I recently finished reading Seth Klarman’s Margin of Safety, one of which I wish I had read earlier! I was able to find an online copy of this famous value investing book. If you’re not familiar with Seth Klarman, he is a billionaire and founder of the Baupost Group, a value investment firm that manages about $30 billion. Before founding Baupost, Klarman worked for Max Heine and Michael Price of the Mutual Series Fund which is now part of Franklin Templeton. There, he was fortunate to learn how to invest unconventionally (value invest) and achieve high returns. After going to Harvard Business School, he helped found Baupost and quickly became known for this “unconventional” strategy of his. He is known as a very conservative investor, often holding large amounts of cash in times of high uncertainty. In these times, he has been known to hold up to 50% cash in the portfolio, waiting to deploy the capital in undervalued securities when the opportunity arises. This obviously takes a certain amount of discipline and patience to wait for these opportunities, as well as a considerable amount of faith from investors for allowing their holdings to be in such a low-return asset for a period of time. After 9 years of managing Baupost, he decided to impart some of his investment wisdom on the world by writing Margin of Safety: Risk Averse Value Investing Strategies for the Thoughtful Investor. Today, the book is out of print and can be bought for upwards of $1,500 for a copy! If you’re interested in getting a copy, I would recommend typing in “Margin of Safety pdf” on Google and go with the free version from there. Although, one may argue that the $1,500 could be a bargain based on the insights you can gain from this book :-).

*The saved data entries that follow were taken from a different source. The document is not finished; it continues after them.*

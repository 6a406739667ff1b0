//! Deployments backed by compiled artifacts and a real node.

use {
    crate::{
        driver::Policy,
        traits::{ContractFactory, DeploymentHandle, FactoryResolver},
    },
    alloy::{
        network::{Ethereum, ReceiptResponse, TransactionBuilder},
        primitives::{Address, B256, Bytes},
        providers::{PendingTransactionBuilder, Provider},
        rpc::types::TransactionRequest,
    },
    anyhow::{Context, Result, bail},
    contracts::Artifacts,
    ethrpc::Web3,
};

/// Resolves factories from an artifacts directory. Artifacts built with a
/// compiler other than the configured one are rejected.
pub struct Resolver {
    artifacts: Artifacts,
    compiler_version: String,
    web3: Web3,
}

impl Resolver {
    pub fn new(artifacts: Artifacts, compiler_version: String, web3: Web3) -> Self {
        Self {
            artifacts,
            compiler_version,
            web3,
        }
    }
}

#[async_trait::async_trait]
impl FactoryResolver for Resolver {
    async fn resolve(&self, name: &str) -> Result<Box<dyn ContractFactory>> {
        // Walking the artifacts directory is blocking file system work.
        let artifacts = self.artifacts.clone();
        let contract = name.to_string();
        let (artifact, compiler_version) = tokio::task::spawn_blocking(move || {
            let artifact = artifacts.find(&contract)?;
            let compiler_version = artifact.compiler_version()?;
            Ok::<_, contracts::Error>((artifact, compiler_version))
        })
        .await
        .context("artifact lookup task failed")??;
        match compiler_version {
            Some(version) if version != self.compiler_version => bail!(
                "artifact {:?} was compiled with solc {version} but {} is configured",
                artifact.path,
                self.compiler_version
            ),
            Some(_) => (),
            None => tracing::debug!(
                path = ?artifact.path,
                "compiler version of artifact unknown, not checking it"
            ),
        }

        tracing::debug!(
            path = ?artifact.path,
            source = %artifact.source_name,
            size = artifact.bytecode.len(),
            "using artifact"
        );
        Ok(Box::new(Factory {
            bytecode: artifact.bytecode,
            web3: self.web3.clone(),
        }))
    }
}

/// Deploys creation code from the default signer of the wallet.
pub struct Factory {
    bytecode: Bytes,
    web3: Web3,
}

#[async_trait::async_trait]
impl ContractFactory for Factory {
    async fn deploy(&self) -> Result<Box<dyn DeploymentHandle>> {
        let from = self.web3.default_signer_address();
        // Fixing the nonce up front makes the contract address known before
        // the transaction is mined.
        let nonce = self
            .web3
            .provider
            .get_transaction_count(from)
            .pending()
            .await
            .context("failed to fetch deployer nonce")?;
        let address = from.create(nonce);

        let tx = TransactionRequest::default()
            .from(from)
            .nonce(nonce)
            .with_deploy_code(self.bytecode.clone());
        let pending = self
            .web3
            .provider
            .send_transaction(tx)
            .await
            .context("failed to send deployment transaction")?;
        let tx_hash = *pending.tx_hash();
        tracing::info!(?tx_hash, %from, nonce, %address, "deployment transaction submitted");

        Ok(Box::new(Deployment {
            pending: Some(pending),
            tx_hash,
            address,
        }))
    }
}

pub struct Deployment {
    /// Taken once the deployment is awaited.
    pending: Option<PendingTransactionBuilder<Ethereum>>,
    tx_hash: B256,
    address: Address,
}

#[async_trait::async_trait]
impl DeploymentHandle for Deployment {
    async fn wait_for_deployment(&mut self, policy: &Policy) -> Result<()> {
        let pending = self
            .pending
            .take()
            .context("deployment was already awaited")?;
        let receipt = pending
            .with_required_confirmations(policy.confirmations)
            .with_timeout(policy.timeout)
            .get_receipt()
            .await
            .with_context(|| format!("failed to confirm transaction {:?}", self.tx_hash))?;

        if !receipt.status() {
            bail!(
                "deployment transaction {:?} reverted in block {:?}",
                self.tx_hash,
                receipt.block_number
            );
        }
        match receipt.contract_address {
            Some(address) if address == self.address => (),
            Some(address) => {
                tracing::warn!(
                    expected = %self.address,
                    actual = %address,
                    "contract deployed to unexpected address"
                );
                self.address = address;
            }
            None => bail!(
                "receipt of transaction {:?} has no contract address",
                self.tx_hash
            ),
        }

        tracing::info!(
            tx_hash = ?self.tx_hash,
            block = ?receipt.block_number,
            gas_used = receipt.gas_used,
            "deployment transaction confirmed"
        );
        Ok(())
    }

    async fn address(&self) -> Result<Address> {
        Ok(self.address)
    }
}
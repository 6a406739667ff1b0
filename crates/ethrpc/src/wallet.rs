use {
    alloy::{network::EthereumWallet, signers::local::PrivateKeySigner},
    anyhow::{Context, Result, anyhow},
};

/// Builds a wallet from hex encoded private keys. The first key becomes the
/// default signer, the rest are registered in order.
pub fn wallet(accounts: &[String]) -> Result<EthereumWallet> {
    let mut signers = accounts.iter().enumerate().map(|(index, key)| {
        key.trim()
            .parse::<PrivateKeySigner>()
            // Not including the parser error, it could contain parts of the key.
            .map_err(|_| anyhow!("account #{index} is not a valid private key"))
    });

    let default = signers.next().context("no accounts configured")??;
    let mut wallet = EthereumWallet::new(default);
    for signer in signers {
        wallet.register_signer(signer?);
    }
    Ok(wallet)
}

#[cfg(test)]
mod tests {
    use {
        super::*,
        alloy::{
            network::{Ethereum, NetworkWallet},
            primitives::address,
        },
    };

    fn keys(keys: &[&str]) -> Vec<String> {
        keys.iter().map(|key| key.to_string()).collect()
    }

    #[test]
    fn first_account_signs_by_default() {
        let wallet = wallet(&keys(&[
            "0x59c6995e998f97a5a0044966f0945389dc9e86dae88c7a8412f4603b6b78690d",
            "ac0974bec39a17e36ba4a6b4d238ff944bacb478cbed5efcae784d7bf4f2ff80",
        ]))
        .unwrap();

        assert_eq!(
            <EthereumWallet as NetworkWallet<Ethereum>>::default_signer_address(&wallet),
            address!("0x70997970C51812dc3A010C7d01b50e0d17dc79C8")
        );
        assert!(
            <EthereumWallet as NetworkWallet<Ethereum>>::has_signer_for(
                &wallet,
                &address!("0xf39Fd6e51aad88F6F4ce6aB8827279cffFb92266")
            )
        );
    }

    #[test]
    fn invalid_key_is_reported_by_index() {
        let secret = "0xac0974bec39a17e36ba4a6b4d238ff944bacb478cbed5efcae784d7bf4f2ff";
        let err = wallet(&keys(&[
            "0xac0974bec39a17e36ba4a6b4d238ff944bacb478cbed5efcae784d7bf4f2ff80",
            secret,
        ]))
        .unwrap_err();

        let printed = format!("{err:?}");
        assert!(printed.contains("account #1"), "{printed}");
        assert!(!printed.contains(secret), "{printed}");
    }

    #[test]
    fn empty_accounts() {
        assert!(wallet(&[]).is_err());
    }
}
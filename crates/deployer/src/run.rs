use {
    crate::{chain, cli, driver},
    alloy::primitives::Address,
    anyhow::Result,
    clap::Parser,
    contracts::Artifacts,
    ethrpc::Web3,
    std::{io::Write, process::ExitCode},
};

/// Runs the deployment as a command line program: parses `args`, sets up
/// logging, deploys and reports the outcome.
///
/// On failure the whole error chain is written to stderr and the returned
/// code is non-zero. Nothing is written to stdout in that case.
pub async fn start(args: impl Iterator<Item = String>) -> ExitCode {
    let args = cli::Args::parse_from(args);
    observe::tracing::initialize(&observe::Config::new(&args.log, args.use_json_logs));
    tracing::info!("running deployer with arguments:\n{}", args);

    ExitCode::from(report(run(&args, &mut std::io::stdout()).await))
}

/// Writes a failed run's error chain to stderr and returns the process exit
/// status: 0 on success, 1 on failure.
fn report(result: Result<Address>) -> u8 {
    match result {
        Ok(_) => 0,
        Err(err) => {
            eprintln!("Error: {err:?}");
            1
        }
    }
}

/// Loads the configuration named by `args` and deploys the contract to the
/// selected network, writing the result line to `out`.
pub async fn run(args: &cli::Args, out: &mut impl Write) -> Result<Address> {
    let config = configs::load(&args.config).await?;
    tracing::debug!("loaded configuration:\n{}", config);
    let (name, network) = config.select_network(args.network.as_deref())?;
    tracing::info!(
        network = name,
        compiler_version = %config.compiler_version,
        "deploying"
    );

    let web3 = Web3::new(name, &network.url, &network.accounts)?;
    let resolver = chain::Resolver::new(
        Artifacts::new(&args.artifacts),
        config.compiler_version.clone(),
        web3,
    );
    driver::deploy(&resolver, &args.contract, &args.policy(), out).await
}
//! Target expansion.
//!
//! Turns validated targets and a port range into the ordered stream of
//! scan units: every port of the first target ascending, then the next target.

use crate::config::RunConfig;
use crate::error::ConfigResult;
use crate::types::{normalize_targets, PortRange, ScanUnit};

/// A validated, deterministic scan plan.
#[derive(Debug, Clone)]
pub struct ScanPlan {
    targets: Vec<String>,
    range: PortRange,
}

impl ScanPlan {
    /// Validate `config` and build the plan.
    pub fn new(config: &RunConfig) -> ConfigResult<Self> {
        let range = config.validate()?;
        let targets = normalize_targets(&config.targets)?;
        Ok(Self { targets, range })
    }

    pub fn targets(&self) -> &[String] {
        &self.targets
    }

    pub fn range(&self) -> PortRange {
        self.range
    }

    /// Number of units the plan produces.
    pub fn total(&self) -> usize {
        self.targets.len() * self.range.len()
    }

    /// Lazily yield every unit in (target, ascending port) order.
    pub fn units(&self) -> impl Iterator<Item = ScanUnit> + '_ {
        let range = self.range;
        self.targets
            .iter()
            .flat_map(move |host| range.iter().map(move |port| ScanUnit::new(host.as_str(), port)))
    }
}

The book is split into three sections: 1) Where Most Investors Stumble 2) A Value Investment Philosophy and 3) The Value-Investment Process. This post is focusing on the first section, covering a few chapters on “Where Most Investors Stumble”. This post largely will consist of anecdotes from Mr. Klarman which are all quoted and underlined, with a few comments from myself.
Mr. Klarman recommends one path, and one path only for investors follow. And that is a value-investment philosophy. Klarman explains that value investing is the strategy of investing in securities trading at an appreciable discount from underlying value. This strategy has a long history of delivering excellent investment results with very limited downside risk. In other words, Klarman makes asymmetric bets, where the down side is much less than the upside potential.
“Investors adopt many different approaches that offer little or no real prospect of long-term success and considerable chance of substantial economic loss.”
“Ideally this will be considered, not a book about investing, but a book about thinking about investing.”
“There is nothing esoteric about value investing. It is simply the process of determining the value of the underlying a security and then buying it at a considerable discount from that value. It is really that simple. The greatest challenge is maintaining the requisite patience and discipline to buy only when prices are attractive and to sell when they are not, avoiding the short-term performance frenzy that engulfs most market participants.”
Speculators and Unsuccessful Investors
A key theme in value investing which can be found in many of the great investors’ writings (Graham & Dodd, Buffett, Munger, etc.) is knowing the difference between an investor and a speculator, and ensuring you are partaking as the former and not the latter. The investor understands that stock represents the fractional ownership of an underlying business. Investors trade based on large differentials between current price and intrinsic value of a business (based on a conservative estimate). Speculators do not view stock as ownership of a business, but as a paper with no underlying value. Speculators trade stock based on what they believe other people will be doing in the market.
“Investors believe that over the long run security prices tend to reflect fundamental developments involving the underlying businesses….Speculators, by contrast, buy and sell securities based on whether they believe those securities will next rise or fall in price… Speculators are obsessed with predicting–guessing– the direction of stock prices.”
One of the great examples Klarman includes is the story of trading Sardines and eating sardines. I will include because it truly captures the essence of his point:
“There is the old story about the market craze in sardine trading when the sardines disappeared from their traditional waters in Monterey, California. The commodity traders bid them up and the price of a can of sardines soared. One day a buyer decided to treat himself to an expensive meal and actually opened a can and started eating. He immediately became ill and told the seller the sardines were no good. The seller said, “You don’t understand. These are not eating sardines, they are trading sardines.”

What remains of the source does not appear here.